Restate each entry below word for word, without skipping any.

__Supplied records__
━━━━━━━━

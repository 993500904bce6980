//! Provider paths, relative to the configured base URL.

pub fn handshake(client_id: &str) -> String {
    format!("/oauth2/clients/handshake/{client_id}")
}

pub fn otp_authorize(phone_number: &str) -> String {
    format!("/oauth2/otp/authorize/{phone_number}")
}

pub fn otp_verify(phone_number: &str) -> String {
    format!("/oauth2/otp/verify/{phone_number}")
}

pub const TOKEN: &str = "/oauth2/token";
pub const TOKEN_INFO: &str = "/oauth2/token/info";
pub const TOKEN_REVOKE: &str = "/oauth2/token/revoke";
pub const USERS: &str = "/users";
pub const USERS_LIST: &str = "/users/info/list";
pub const USER_KEY_HANDSHAKE: &str = "/users/keys/handshake";
pub const AUTO_LOGIN_CODE: &str = "/oauth2/otp/autologin/code";
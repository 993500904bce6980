use base64::Engine;
use base64::engine::general_purpose::STANDARD;

use super::key::KeyError;

/// Trait for signing canonical request payloads.
///
/// Implementations are sync: signing is CPU-bound and happens on the
/// caller's thread, right before the request is dispatched.
pub trait PayloadSigner: Send + Sync {
    /// Sign the exact payload bytes. Returns raw signature bytes.
    fn sign(&self, payload: &[u8]) -> Result<Vec<u8>, KeyError>;

    /// Algorithm identifier as the provider names it (e.g. "rsa-sha256").
    fn algorithm(&self) -> &str;

    /// Standard-alphabet base64 of [`PayloadSigner::sign`], the form carried in headers and forms.
    fn sign_base64(&self, payload: &[u8]) -> Result<String, KeyError> {
        self.sign(payload).map(|signature| STANDARD.encode(signature))
    }
}
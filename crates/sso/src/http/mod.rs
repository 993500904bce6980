mod dispatch;
mod host;
mod request;

pub use dispatch::{Dispatcher, classify};
pub use host::host_from_url;
pub use request::{Body, FORM_CONTENT_TYPE, RequestContext, basic_auth};

pub use reqwest::Method;
mod key;
mod payload;
mod provider;
mod rsa;
mod signer;

pub use key::{KeyError, KeyMaterial, import_key, import_key_from_file, import_public_key};
pub use payload::CanonicalPayload;
pub use provider::{SIGNED_HEADERS, SignatureHeader, get_signature, sign_with_key_file, sign_with_key_xml};
pub use self::rsa::{RsaSigner, sign, verify};
pub use signer::PayloadSigner;

pub use ::rsa::{BigUint, RsaPrivateKey, RsaPublicKey};
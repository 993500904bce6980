use std::fmt;
use std::path::PathBuf;
use std::time::Duration;

use crate::http::host_from_url;

/// Read-only settings shared by every operation of a client.
///
/// Optional values are `None` rather than empty strings; the `with_*` setters
/// treat an empty string as unset.
#[derive(Clone, Default)]
pub struct SsoConfig {
    pub base_url: String,
    pub client_id: String,
    pub client_secret: String,
    /// Service-level bearer token used by the handshake and auto-login calls.
    pub service_access_token: Option<String>,
    /// Precomputed `host` signature, used when no key file is configured.
    pub signature: Option<String>,
    /// XML private key, re-read for every signed call.
    pub private_key_file: Option<PathBuf>,
    /// Whole-request timeout. `None` keeps the HTTP client's default.
    pub timeout: Option<Duration>,
}

impl SsoConfig {
    pub fn new(
        base_url: impl Into<String>,
        client_id: impl Into<String>,
        client_secret: impl Into<String>,
    ) -> Self {
        Self {
            base_url: base_url.into(),
            client_id: client_id.into(),
            client_secret: client_secret.into(),
            ..Self::default()
        }
    }

    pub fn with_service_access_token(mut self, token: impl Into<String>) -> Self {
        self.service_access_token = non_empty(token.into());
        self
    }

    pub fn with_signature(mut self, signature: impl Into<String>) -> Self {
        self.signature = non_empty(signature.into());
        self
    }

    pub fn with_private_key_file(mut self, path: impl Into<PathBuf>) -> Self {
        let path = path.into();
        self.private_key_file = (!path.as_os_str().is_empty()).then_some(path);
        self
    }

    pub fn with_timeout(mut self, timeout: Duration) -> Self {
        self.timeout = Some(timeout);
        self
    }

    /// Host name of `base_url`, port stripped.
    pub fn host(&self) -> String {
        host_from_url(&self.base_url)
    }

    pub(crate) fn url(&self, path: &str) -> String {
        format!("{}{}", self.base_url.trim_end_matches('/'), path)
    }
}

fn non_empty(value: String) -> Option<String> {
    (!value.is_empty()).then_some(value)
}

impl fmt::Debug for SsoConfig {
    fn fmt(&self, f: &mut fmt::Formatter<'_>) -> fmt::Result {
        f.debug_struct("SsoConfig")
            .field("base_url", &self.base_url)
            .field("client_id", &self.client_id)
            .field("client_secret", &"<redacted>")
            .field("service_access_token", &self.service_access_token.as_ref().map(|_| "<redacted>"))
            .field("signature", &self.signature.as_ref().map(|_| "<redacted>"))
            .field("private_key_file", &self.private_key_file)
            .field("timeout", &self.timeout)
            .finish()
    }
}

#[cfg(test)]
mod tests {
    use super::*;

    #[test]
    fn empty_values_are_unset() {
        let config = SsoConfig::new("https://sso.example.com", "id", "secret")
            .with_signature("")
            .with_service_access_token("")
            .with_private_key_file("");
        assert!(config.signature.is_none());
        assert!(config.service_access_token.is_none());
        assert!(config.private_key_file.is_none());
    }

    #[test]
    fn url_joins_without_double_slash() {
        let config = SsoConfig::new("https://sso.example.com/", "id", "secret");
        assert_eq!(config.url("/oauth2/token"), "https://sso.example.com/oauth2/token");
    }

    #[test]
    fn debug_redacts_secrets() {
        let config = SsoConfig::new("https://sso.example.com", "id", "top-secret")
            .with_service_access_token("service-token");
        let rendered = format!("{config:?}");
        assert!(!rendered.contains("top-secret"));
        assert!(!rendered.contains("service-token"));
    }
}
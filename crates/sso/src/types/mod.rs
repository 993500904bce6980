mod request;
mod response;

pub use request::{
    Algorithm, AutoLoginCodeRequest, ChangeUserInfoRequest, DeviceType, HandshakeRequest,
    OtpRequest, RevokeTokenRequest, TokenInfoRequest, TokenRequest, UserListRequest,
    VerifyOtpRequest,
};
pub use response::{
    CallerClient, ClientInfo, DeviceInfo, HandshakeResponse, OtpResponse, OtpVerifyResponse,
    RawResponse, TokenInfoResponse, TokenResponse, UserInfo,
};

━━━━━━━━

__Exercise answer__
repository 993500904bce6980
//! Provider paths, relative to the configured base URL.

pub fn handshake(client_id: &str) -> String {
    format!("/oauth2/clients/handshake/{client_id}")
}

pub fn otp_authorize(phone_number: &str) -> String {
    format!("/oauth2/otp/authorize/{phone_number}")
}

pub fn otp_verify(phone_number: &str) -> String {
    format!("/oauth2/otp/verify/{phone_number}")
}

pub const TOKEN: &str = "/oauth2/token";
pub const TOKEN_INFO: &str = "/oauth2/token/info";
pub const TOKEN_REVOKE: &str = "/oauth2/token/revoke";
pub const USERS: &str = "/users";
pub const USERS_LIST: &str = "/users/info/list";
pub const USER_KEY_HANDSHAKE: &str = "/users/keys/handshake";
pub const AUTO_LOGIN_CODE: &str = "/oauth2/otp/autologin/code";
repository 993500904bce6980
use base64::Engine;
use base64::engine::general_purpose::STANDARD;

use super::key::KeyError;

/// Trait for signing canonical request payloads.
///
/// Implementations are sync: signing is CPU-bound and happens on the
/// caller's thread, right before the request is dispatched.
pub trait PayloadSigner: Send + Sync {
    /// Sign the exact payload bytes. Returns raw signature bytes.
    fn sign(&self, payload: &[u8]) -> Result<Vec<u8>, KeyError>;

    /// Algorithm identifier as the provider names it (e.g. "rsa-sha256").
    fn algorithm(&self) -> &str;

    /// Standard-alphabet base64 of [`PayloadSigner::sign`], the form carried in headers and forms.
    fn sign_base64(&self, payload: &[u8]) -> Result<String, KeyError> {
        self.sign(payload).map(|signature| STANDARD.encode(signature))
    }
}
filename crates/sso/src/http/mod.rs
repository 993500904bce6980
mod dispatch;
mod host;
mod request;

pub use dispatch::{Dispatcher, classify};
pub use host::host_from_url;
pub use request::{Body, FORM_CONTENT_TYPE, RequestContext, basic_auth};

pub use reqwest::Method;
mod key;
mod payload;
mod provider;
mod rsa;
mod signer;

pub use key::{KeyError, KeyMaterial, import_key, import_key_from_file, import_public_key};
pub use payload::CanonicalPayload;
pub use provider::{SIGNED_HEADERS, SignatureHeader, get_signature, sign_with_key_file, sign_with_key_xml};
pub use self::rsa::{RsaSigner, sign, verify};
pub use signer::PayloadSigner;

pub use ::rsa::{BigUint, RsaPrivateKey, RsaPublicKey};
repository 993500904bce6980
use std::fmt;
use std::path::PathBuf;
use std::time::Duration;

use crate::http::host_from_url;

/// Read-only settings shared by every operation of a client.
///
/// Optional values are `None` rather than empty strings; the `with_*` setters
/// treat an empty string as unset.
#[derive(Clone, Default)]
pub struct SsoConfig {
    pub base_url: String,
    pub client_id: String,
    pub client_secret: String,
    /// Service-level bearer token used by the handshake and auto-login calls.
    pub service_access_token: Option<String>,
    /// Precomputed `host` signature, used when no key file is configured.
    pub signature: Option<String>,
    /// XML private key, re-read for every signed call.
    pub private_key_file: Option<PathBuf>,
    /// Whole-request timeout. `None` keeps the HTTP client's default.
    pub timeout: Option<Duration>,
}

impl SsoConfig {
    pub fn new(
        base_url: impl Into<String>,
        client_id: impl Into<String>,
        client_secret: impl Into<String>,
    ) -> Self {
        Self {
            base_url: base_url.into(),
            client_id: client_id.into(),
            client_secret: client_secret.into(),
            ..Self::default()
        }
    }

    pub fn with_service_access_token(mut self, token: impl Into<String>) -> Self {
        self.service_access_token = non_empty(token.into());
        self
    }

    pub fn with_signature(mut self, signature: impl Into<String>) -> Self {
        self.signature = non_empty(signature.into());
        self
    }

    pub fn with_private_key_file(mut self, path: impl Into<PathBuf>) -> Self {
        let path = path.into();
        self.private_key_file = (!path.as_os_str().is_empty()).then_some(path);
        self
    }

    pub fn with_timeout(mut self, timeout: Duration) -> Self {
        self.timeout = Some(timeout);
        self
    }

    /// Host name of `base_url`, port stripped.
    pub fn host(&self) -> String {
        host_from_url(&self.base_url)
    }

    pub(crate) fn url(&self, path: &str) -> String {
        format!("{}{}", self.base_url.trim_end_matches('/'), path)
    }
}

fn non_empty(value: String) -> Option<String> {
    (!value.is_empty()).then_some(value)
}

impl fmt::Debug for SsoConfig {
    fn fmt(&self, f: &mut fmt::Formatter<'_>) -> fmt::Result {
        f.debug_struct("SsoConfig")
            .field("base_url", &self.base_url)
            .field("client_id", &self.client_id)
            .field("client_secret", &"<redacted>")
            .field("service_access_token", &self.service_access_token.as_ref().map(|_| "<redacted>"))
            .field("signature", &self.signature.as_ref().map(|_| "<redacted>"))
            .field("private_key_file", &self.private_key_file)
            .field("timeout", &self.timeout)
            .finish()
    }
}

#[cfg(test)]
mod tests {
    use super::*;

    #[test]
    fn empty_values_are_unset() {
        let config = SsoConfig::new("https://sso.example.com", "id", "secret")
            .with_signature("")
            .with_service_access_token("")
            .with_private_key_file("");
        assert!(config.signature.is_none());
        assert!(config.service_access_token.is_none());
        assert!(config.private_key_file.is_none());
    }

    #[test]
    fn url_joins_without_double_slash() {
        let config = SsoConfig::new("https://sso.example.com/", "id", "secret");
        assert_eq!(config.url("/oauth2/token"), "https://sso.example.com/oauth2/token");
    }

    #[test]
    fn debug_redacts_secrets() {
        let config = SsoConfig::new("https://sso.example.com", "id", "top-secret")
            .with_service_access_token("service-token");
        let rendered = format!("{config:?}");
        assert!(!rendered.contains("top-secret"));
        assert!(!rendered.contains("service-token"));
    }
}
filename crates/sso/src/types/mod.rs
repository 993500904bce6980
mod request;
mod response;

pub use request::{
    Algorithm, AutoLoginCodeRequest, ChangeUserInfoRequest, DeviceType, HandshakeRequest,
    OtpRequest, RevokeTokenRequest, TokenInfoRequest, TokenRequest, UserListRequest,
    VerifyOtpRequest,
};
pub use response::{
    CallerClient, ClientInfo, DeviceInfo, HandshakeResponse, OtpResponse, OtpVerifyResponse,
    RawResponse, TokenInfoResponse, TokenResponse, UserInfo,
};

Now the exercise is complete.